YOUR ASSIGNMENT
Write how many lines in the records below include the string "refused". No other text should be given.

Start of SUPPLIED RECORDS

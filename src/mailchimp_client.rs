use std::collections::BTreeMap;
use std::time::Duration;

use anyhow::Context;
use async_trait::async_trait;
use reqwest::Client;
use secrecy::ExposeSecret;
use secrecy::Secret;
use serde::Deserialize;
use serde::Serialize;
use serde_aux::field_attributes::deserialize_option_number_from_string;

use crate::domain::FieldType;
use crate::domain::SubscriptionRequest;
use crate::utils::error_chain_fmt;

/// A merge field as Mailchimp describes it
#[derive(Debug, Clone, Deserialize)]
pub struct MergeFieldRecord {
    pub tag: String,
    pub name: String,
    #[serde(rename = "type")]
    pub field_type: FieldType,
    #[serde(default)]
    pub required: bool,
    #[serde(default)]
    pub public: bool,
}

/// Result of looking up an address on a list. `code` is `None` when the
/// response had no recognisable status/error structure.
#[derive(Debug, Clone, Default, PartialEq, Eq)]
pub struct MemberLookup {
    pub code: Option<u16>,
    pub message: Option<String>,
}

#[derive(Debug, Clone, PartialEq, Eq)]
pub enum SubscribeResponse {
    Accepted,
    /// Mailchimp refused the write; carries its error title
    Rejected(String),
}

/// Transport-level failure: connection refused, timeout, undecodable body.
/// Never a business outcome.
#[derive(thiserror::Error)]
#[error("Mailchimp could not be reached")]
pub struct ProviderUnavailable(#[source] pub anyhow::Error);

impl std::fmt::Debug for ProviderUnavailable {
    fn fmt(
        &self,
        f: &mut std::fmt::Formatter<'_>,
    ) -> std::fmt::Result {
        error_chain_fmt(self, f)
    }
}

impl From<reqwest::Error> for ProviderUnavailable {
    fn from(e: reqwest::Error) -> Self { Self(e.into()) }
}

/// The three calls the widget makes against the mailing-list provider
#[async_trait]
pub trait ListProvider: Send + Sync {
    async fn fetch_merge_fields(
        &self,
        api_key: &Secret<String>,
        list_id: &str,
    ) -> Result<Vec<MergeFieldRecord>, ProviderUnavailable>;

    async fn lookup_member(
        &self,
        api_key: &Secret<String>,
        list_id: &str,
        email: &str,
    ) -> Result<MemberLookup, ProviderUnavailable>;

    async fn subscribe(
        &self,
        api_key: &Secret<String>,
        list_id: &str,
        request: &SubscriptionRequest,
        double_opt_in: bool,
    ) -> Result<SubscribeResponse, ProviderUnavailable>;
}

// the connection pool lives in `Client`, so one `MailchimpClient` should be
// built at startup and shared (via `web::Data`) by all workers
pub struct MailchimpClient {
    http_client: Client,
    base_url: String,
}

impl MailchimpClient {
    pub fn new(
        base_url: String,
        timeout: Duration,
    ) -> Result<Self, reqwest::Error> {
        let http_client = Client::builder().timeout(timeout).build()?;
        Ok(Self {
            http_client,
            base_url: base_url.trim_end_matches('/').to_string(),
        })
    }

    fn list_url(
        &self,
        list_id: &str,
        rest: &str,
    ) -> String {
        format!(
            "{}/lists/{}/{rest}",
            self.base_url,
            urlencoding::encode(list_id)
        )
    }
}

#[derive(Deserialize)]
struct MergeFieldsBody {
    merge_fields: Vec<MergeFieldRecord>,
}

#[derive(Deserialize)]
struct ErrorEntry {
    #[serde(default, deserialize_with = "deserialize_option_number_from_string")]
    code: Option<u16>,
    error: Option<String>,
}

/// Either `{"code": .., "error": ..}` or `{"errors": [{"code": .., "error": ..}]}`
#[derive(Deserialize)]
struct LookupBody {
    #[serde(flatten)]
    top: ErrorEntry,
    #[serde(default)]
    errors: Vec<ErrorEntry>,
}

impl From<LookupBody> for MemberLookup {
    fn from(body: LookupBody) -> Self {
        let entry = match body.top.code {
            Some(_) => body.top,
            None => match body.errors.into_iter().find(|e| e.code.is_some()) {
                Some(e) => e,
                None => body.top,
            },
        };
        Self {
            code: entry.code,
            message: entry.error,
        }
    }
}

#[derive(Serialize)]
struct SubscribeBody<'a> {
    email_address: &'a str,
    /// `pending` makes Mailchimp send the opt-in confirmation email
    status: &'static str,
    #[serde(skip_serializing_if = "no_merge_fields")]
    merge_fields: &'a BTreeMap<String, String>,
}

fn no_merge_fields(merge_fields: &&BTreeMap<String, String>) -> bool { merge_fields.is_empty() }

#[derive(Deserialize)]
struct RejectionBody {
    title: Option<String>,
    detail: Option<String>,
}

#[async_trait]
impl ListProvider for MailchimpClient {
    #[tracing::instrument(name = "Fetching merge fields", skip(self, api_key))]
    async fn fetch_merge_fields(
        &self,
        api_key: &Secret<String>,
        list_id: &str,
    ) -> Result<Vec<MergeFieldRecord>, ProviderUnavailable> {
        let body: MergeFieldsBody = self
            .http_client
            .get(self.list_url(list_id, "merge-fields"))
            .basic_auth("apikey", Some(api_key.expose_secret()))
            // merge fields are paginated (10 by default)
            .query(&[("count", "1000")])
            .send()
            .await?
            .error_for_status()?
            .json()
            .await?;
        Ok(body.merge_fields)
    }

    #[tracing::instrument(name = "Looking up list member", skip(self, api_key))]
    async fn lookup_member(
        &self,
        api_key: &Secret<String>,
        list_id: &str,
        email: &str,
    ) -> Result<MemberLookup, ProviderUnavailable> {
        // "not a member" comes back as a 4xx with a code in the body, so the
        // status itself says nothing
        let text = self
            .http_client
            .get(self.list_url(
                list_id,
                &format!("members/{}", urlencoding::encode(email)),
            ))
            .basic_auth("apikey", Some(api_key.expose_secret()))
            .send()
            .await?
            .text()
            .await?;

        let lookup = match serde_json::from_str::<LookupBody>(&text) {
            Ok(body) => body.into(),
            Err(e) => {
                tracing::warn!(error.message = %e, "member lookup body not understood");
                MemberLookup::default()
            }
        };
        Ok(lookup)
    }

    #[tracing::instrument(
        name = "Subscribing list member",
        skip(self, api_key, request),
        fields(subscriber_email = %request.email)
    )]
    async fn subscribe(
        &self,
        api_key: &Secret<String>,
        list_id: &str,
        request: &SubscriptionRequest,
        double_opt_in: bool,
    ) -> Result<SubscribeResponse, ProviderUnavailable> {
        let body = SubscribeBody {
            email_address: request.email.as_ref(),
            status: match double_opt_in {
                true => "pending",
                false => "subscribed",
            },
            merge_fields: &request.merge_fields,
        };

        let resp = self
            .http_client
            .post(self.list_url(list_id, "members"))
            .basic_auth("apikey", Some(api_key.expose_secret()))
            .json(&body)
            .send()
            .await?;

        if resp.status().is_success() {
            return Ok(SubscribeResponse::Accepted);
        }

        let status = resp.status();
        let text = resp
            .text()
            .await
            .context("could not read rejection body")
            .map_err(ProviderUnavailable)?;
        let message = serde_json::from_str::<RejectionBody>(&text)
            .ok()
            .and_then(|b| b.title.or(b.detail))
            .unwrap_or_else(|| "unknown".to_string());
        tracing::warn!(%status, %message, "subscribe rejected");
        Ok(SubscribeResponse::Rejected(message))
    }
}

End of SUPPLIED RECORDS

SOLUTION
2